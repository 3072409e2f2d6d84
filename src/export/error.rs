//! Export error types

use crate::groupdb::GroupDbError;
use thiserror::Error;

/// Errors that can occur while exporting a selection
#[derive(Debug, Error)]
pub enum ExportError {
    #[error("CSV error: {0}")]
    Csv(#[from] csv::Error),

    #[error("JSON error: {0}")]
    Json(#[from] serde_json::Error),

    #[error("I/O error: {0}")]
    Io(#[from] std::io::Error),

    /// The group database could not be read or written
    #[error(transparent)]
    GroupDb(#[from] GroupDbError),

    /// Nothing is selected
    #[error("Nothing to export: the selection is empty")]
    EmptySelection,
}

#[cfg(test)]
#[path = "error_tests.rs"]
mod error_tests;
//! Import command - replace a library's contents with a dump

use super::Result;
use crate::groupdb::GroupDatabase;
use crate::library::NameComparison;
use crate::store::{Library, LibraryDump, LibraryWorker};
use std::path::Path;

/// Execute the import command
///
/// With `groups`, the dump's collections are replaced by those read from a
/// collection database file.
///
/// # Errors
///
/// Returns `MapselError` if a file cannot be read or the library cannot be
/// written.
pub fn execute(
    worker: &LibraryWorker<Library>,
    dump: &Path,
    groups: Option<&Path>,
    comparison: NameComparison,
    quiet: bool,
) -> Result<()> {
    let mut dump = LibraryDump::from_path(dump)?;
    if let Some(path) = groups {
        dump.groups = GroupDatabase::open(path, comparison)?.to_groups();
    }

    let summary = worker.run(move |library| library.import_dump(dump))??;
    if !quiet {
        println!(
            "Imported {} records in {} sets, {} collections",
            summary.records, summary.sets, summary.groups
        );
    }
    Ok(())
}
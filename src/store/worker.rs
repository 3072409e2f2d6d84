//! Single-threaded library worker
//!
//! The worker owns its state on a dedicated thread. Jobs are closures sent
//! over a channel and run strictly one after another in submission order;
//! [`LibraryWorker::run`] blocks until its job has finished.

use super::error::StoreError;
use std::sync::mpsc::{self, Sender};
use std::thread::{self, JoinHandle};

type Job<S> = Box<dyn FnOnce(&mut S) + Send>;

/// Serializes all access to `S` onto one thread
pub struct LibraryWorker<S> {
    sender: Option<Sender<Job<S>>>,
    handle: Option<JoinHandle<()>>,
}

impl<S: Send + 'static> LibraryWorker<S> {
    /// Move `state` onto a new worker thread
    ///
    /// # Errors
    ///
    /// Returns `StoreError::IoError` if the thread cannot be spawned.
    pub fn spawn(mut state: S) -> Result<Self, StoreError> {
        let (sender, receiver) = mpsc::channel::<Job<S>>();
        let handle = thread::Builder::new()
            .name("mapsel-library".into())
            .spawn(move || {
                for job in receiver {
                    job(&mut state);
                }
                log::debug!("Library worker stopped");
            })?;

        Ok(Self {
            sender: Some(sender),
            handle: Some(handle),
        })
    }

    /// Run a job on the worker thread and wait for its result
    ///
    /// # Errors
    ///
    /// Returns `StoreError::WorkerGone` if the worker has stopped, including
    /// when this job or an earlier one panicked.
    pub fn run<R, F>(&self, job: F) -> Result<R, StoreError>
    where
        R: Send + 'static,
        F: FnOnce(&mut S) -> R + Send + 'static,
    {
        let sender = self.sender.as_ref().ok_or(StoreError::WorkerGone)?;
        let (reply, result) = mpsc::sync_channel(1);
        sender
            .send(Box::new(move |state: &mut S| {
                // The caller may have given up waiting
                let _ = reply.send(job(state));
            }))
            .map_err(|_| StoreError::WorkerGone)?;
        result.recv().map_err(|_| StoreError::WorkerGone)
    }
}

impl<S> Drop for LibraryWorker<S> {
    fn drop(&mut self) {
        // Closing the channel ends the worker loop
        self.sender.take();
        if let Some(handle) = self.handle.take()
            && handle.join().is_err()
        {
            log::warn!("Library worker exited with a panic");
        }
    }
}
.....
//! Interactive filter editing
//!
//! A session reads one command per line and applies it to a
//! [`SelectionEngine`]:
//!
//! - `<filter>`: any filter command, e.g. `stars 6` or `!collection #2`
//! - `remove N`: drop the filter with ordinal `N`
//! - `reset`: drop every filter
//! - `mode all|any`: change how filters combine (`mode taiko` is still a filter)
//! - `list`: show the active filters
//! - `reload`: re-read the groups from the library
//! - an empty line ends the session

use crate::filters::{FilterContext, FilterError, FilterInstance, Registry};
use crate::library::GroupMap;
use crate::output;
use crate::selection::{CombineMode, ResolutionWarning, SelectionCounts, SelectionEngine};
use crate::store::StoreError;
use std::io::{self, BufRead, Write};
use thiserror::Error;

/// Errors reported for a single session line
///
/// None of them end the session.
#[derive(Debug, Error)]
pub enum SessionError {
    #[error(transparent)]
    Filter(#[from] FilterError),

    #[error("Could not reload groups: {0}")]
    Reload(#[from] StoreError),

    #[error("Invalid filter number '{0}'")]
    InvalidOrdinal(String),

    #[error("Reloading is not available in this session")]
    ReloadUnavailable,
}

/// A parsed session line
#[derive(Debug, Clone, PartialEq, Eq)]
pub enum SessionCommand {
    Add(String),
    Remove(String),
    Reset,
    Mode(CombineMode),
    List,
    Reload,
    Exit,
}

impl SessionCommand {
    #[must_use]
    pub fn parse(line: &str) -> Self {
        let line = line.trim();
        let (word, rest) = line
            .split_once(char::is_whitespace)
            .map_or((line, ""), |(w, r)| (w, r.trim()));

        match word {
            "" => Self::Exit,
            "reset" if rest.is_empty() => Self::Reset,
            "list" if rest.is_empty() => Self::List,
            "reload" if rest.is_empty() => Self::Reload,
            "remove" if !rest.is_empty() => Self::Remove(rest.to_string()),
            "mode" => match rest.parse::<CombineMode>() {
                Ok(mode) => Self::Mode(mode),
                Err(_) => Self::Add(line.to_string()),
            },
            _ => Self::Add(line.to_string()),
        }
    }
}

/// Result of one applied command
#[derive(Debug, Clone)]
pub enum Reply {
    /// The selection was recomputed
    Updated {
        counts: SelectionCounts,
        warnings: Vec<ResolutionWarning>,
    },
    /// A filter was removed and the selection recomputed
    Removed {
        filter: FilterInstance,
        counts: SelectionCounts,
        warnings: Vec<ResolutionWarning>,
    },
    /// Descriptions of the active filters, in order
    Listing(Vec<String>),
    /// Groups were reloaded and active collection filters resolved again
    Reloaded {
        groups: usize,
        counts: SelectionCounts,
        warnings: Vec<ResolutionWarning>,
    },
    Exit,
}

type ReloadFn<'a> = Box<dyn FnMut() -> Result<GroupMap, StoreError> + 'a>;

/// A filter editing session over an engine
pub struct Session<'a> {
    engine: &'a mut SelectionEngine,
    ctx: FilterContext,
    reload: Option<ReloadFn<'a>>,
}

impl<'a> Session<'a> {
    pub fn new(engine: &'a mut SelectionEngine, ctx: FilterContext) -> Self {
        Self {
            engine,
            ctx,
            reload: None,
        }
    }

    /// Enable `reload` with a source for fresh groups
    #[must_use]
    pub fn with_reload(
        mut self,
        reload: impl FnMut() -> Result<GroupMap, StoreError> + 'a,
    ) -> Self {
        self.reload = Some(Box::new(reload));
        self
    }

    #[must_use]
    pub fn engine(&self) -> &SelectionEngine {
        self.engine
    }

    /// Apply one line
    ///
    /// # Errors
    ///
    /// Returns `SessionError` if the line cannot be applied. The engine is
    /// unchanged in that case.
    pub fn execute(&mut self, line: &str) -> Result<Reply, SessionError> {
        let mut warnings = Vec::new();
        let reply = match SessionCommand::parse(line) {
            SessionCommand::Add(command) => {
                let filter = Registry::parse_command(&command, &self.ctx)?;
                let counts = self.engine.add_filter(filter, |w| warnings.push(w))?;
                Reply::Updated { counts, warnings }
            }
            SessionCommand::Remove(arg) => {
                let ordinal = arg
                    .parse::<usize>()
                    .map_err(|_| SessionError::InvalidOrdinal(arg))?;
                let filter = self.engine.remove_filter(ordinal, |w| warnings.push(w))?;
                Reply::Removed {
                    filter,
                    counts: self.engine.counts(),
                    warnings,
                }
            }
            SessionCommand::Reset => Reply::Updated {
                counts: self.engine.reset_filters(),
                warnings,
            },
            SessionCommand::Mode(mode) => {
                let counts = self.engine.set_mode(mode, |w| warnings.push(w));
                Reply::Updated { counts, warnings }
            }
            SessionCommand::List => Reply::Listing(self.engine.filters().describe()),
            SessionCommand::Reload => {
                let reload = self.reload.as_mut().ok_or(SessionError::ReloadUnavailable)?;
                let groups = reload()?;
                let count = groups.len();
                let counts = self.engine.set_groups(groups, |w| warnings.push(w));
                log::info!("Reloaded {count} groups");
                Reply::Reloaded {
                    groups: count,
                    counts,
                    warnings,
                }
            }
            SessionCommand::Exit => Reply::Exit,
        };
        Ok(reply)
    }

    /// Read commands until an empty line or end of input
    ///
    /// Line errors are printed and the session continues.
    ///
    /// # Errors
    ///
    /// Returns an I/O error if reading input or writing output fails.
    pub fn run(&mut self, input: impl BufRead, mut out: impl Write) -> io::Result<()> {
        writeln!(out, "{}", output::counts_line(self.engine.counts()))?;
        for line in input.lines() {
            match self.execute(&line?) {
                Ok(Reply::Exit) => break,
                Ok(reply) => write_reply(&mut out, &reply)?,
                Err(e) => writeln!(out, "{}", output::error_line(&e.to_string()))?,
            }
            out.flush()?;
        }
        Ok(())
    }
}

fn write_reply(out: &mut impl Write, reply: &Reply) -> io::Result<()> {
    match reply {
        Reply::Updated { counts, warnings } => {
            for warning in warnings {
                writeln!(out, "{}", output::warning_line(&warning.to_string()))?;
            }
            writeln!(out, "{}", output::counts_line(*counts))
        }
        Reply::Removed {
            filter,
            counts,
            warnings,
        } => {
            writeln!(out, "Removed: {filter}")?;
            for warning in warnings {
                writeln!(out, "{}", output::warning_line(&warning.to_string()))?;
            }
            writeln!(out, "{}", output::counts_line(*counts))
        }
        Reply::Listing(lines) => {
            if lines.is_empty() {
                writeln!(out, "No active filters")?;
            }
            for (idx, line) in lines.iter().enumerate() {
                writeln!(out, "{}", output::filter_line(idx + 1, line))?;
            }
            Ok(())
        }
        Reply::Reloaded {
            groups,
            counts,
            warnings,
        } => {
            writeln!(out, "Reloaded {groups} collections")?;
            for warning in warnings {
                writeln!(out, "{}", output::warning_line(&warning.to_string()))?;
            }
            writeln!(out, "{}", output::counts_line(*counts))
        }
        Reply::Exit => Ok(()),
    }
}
.....
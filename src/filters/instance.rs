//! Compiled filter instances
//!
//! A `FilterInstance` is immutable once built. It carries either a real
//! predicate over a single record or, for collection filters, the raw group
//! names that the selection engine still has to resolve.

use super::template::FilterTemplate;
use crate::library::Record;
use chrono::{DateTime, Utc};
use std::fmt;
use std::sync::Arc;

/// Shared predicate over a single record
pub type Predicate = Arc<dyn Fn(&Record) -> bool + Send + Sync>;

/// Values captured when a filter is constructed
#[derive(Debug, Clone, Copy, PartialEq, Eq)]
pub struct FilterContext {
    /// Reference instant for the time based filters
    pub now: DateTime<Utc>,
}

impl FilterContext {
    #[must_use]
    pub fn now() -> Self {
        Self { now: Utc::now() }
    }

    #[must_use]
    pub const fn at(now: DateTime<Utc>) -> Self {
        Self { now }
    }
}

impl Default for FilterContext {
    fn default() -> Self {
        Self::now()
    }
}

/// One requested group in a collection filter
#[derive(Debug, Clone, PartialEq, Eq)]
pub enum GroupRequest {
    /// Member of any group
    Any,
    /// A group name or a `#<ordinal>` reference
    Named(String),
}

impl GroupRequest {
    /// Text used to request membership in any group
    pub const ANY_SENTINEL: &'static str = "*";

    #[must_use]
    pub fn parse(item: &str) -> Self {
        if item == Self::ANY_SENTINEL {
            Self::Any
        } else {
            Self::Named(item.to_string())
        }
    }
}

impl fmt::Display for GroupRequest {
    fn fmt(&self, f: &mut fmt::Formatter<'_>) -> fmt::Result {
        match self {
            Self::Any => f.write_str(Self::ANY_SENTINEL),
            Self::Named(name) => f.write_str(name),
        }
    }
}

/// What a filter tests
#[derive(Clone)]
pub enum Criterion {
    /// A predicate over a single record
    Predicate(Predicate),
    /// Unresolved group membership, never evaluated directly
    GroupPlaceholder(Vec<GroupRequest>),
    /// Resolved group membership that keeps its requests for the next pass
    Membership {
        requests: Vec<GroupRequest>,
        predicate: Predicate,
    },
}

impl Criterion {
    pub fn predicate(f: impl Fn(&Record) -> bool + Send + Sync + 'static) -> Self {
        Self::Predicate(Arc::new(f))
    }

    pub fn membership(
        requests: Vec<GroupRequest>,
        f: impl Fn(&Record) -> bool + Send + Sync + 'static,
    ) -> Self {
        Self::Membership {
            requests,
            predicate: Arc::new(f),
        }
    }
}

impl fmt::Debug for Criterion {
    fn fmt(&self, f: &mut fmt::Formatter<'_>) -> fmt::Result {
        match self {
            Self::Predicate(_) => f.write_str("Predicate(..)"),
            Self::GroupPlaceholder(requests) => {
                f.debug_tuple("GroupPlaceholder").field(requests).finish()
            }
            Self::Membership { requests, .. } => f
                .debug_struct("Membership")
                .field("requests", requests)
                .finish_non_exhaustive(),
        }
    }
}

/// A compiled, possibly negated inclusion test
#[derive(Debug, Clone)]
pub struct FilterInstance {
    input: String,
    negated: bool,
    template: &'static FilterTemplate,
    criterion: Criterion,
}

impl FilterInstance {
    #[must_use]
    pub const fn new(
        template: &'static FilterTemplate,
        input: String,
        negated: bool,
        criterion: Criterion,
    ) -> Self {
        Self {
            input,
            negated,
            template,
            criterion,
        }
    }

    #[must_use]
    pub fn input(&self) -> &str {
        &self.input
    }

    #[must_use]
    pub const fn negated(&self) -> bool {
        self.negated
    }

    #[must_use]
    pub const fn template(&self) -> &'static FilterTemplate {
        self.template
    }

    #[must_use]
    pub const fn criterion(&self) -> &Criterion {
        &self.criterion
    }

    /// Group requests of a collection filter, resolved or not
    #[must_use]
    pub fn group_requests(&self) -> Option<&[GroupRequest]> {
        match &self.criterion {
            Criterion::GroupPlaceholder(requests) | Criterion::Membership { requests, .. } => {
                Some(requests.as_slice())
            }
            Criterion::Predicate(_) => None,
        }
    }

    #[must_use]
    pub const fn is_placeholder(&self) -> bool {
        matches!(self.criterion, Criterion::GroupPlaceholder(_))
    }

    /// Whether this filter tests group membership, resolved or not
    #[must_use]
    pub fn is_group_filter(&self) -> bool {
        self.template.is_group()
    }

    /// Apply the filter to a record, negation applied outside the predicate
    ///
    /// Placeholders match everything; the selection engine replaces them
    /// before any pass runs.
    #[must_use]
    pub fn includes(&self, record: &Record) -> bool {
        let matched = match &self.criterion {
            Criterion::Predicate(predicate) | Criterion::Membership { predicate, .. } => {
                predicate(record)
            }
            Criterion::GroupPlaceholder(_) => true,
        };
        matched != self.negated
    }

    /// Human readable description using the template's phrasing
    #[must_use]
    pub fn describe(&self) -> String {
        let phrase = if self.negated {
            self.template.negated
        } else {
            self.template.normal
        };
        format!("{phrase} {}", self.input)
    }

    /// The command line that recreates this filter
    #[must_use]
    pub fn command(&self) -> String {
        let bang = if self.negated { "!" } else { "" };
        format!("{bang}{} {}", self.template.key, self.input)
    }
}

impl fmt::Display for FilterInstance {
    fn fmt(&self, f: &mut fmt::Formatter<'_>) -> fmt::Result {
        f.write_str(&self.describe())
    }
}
.....
- ASSIGNMENT
Check each line of the entries for "NameComparison" and copy those that have it.

- RESULT OF THIS EXERCISE
use crate::library::NameComparison;
    comparison: NameComparison,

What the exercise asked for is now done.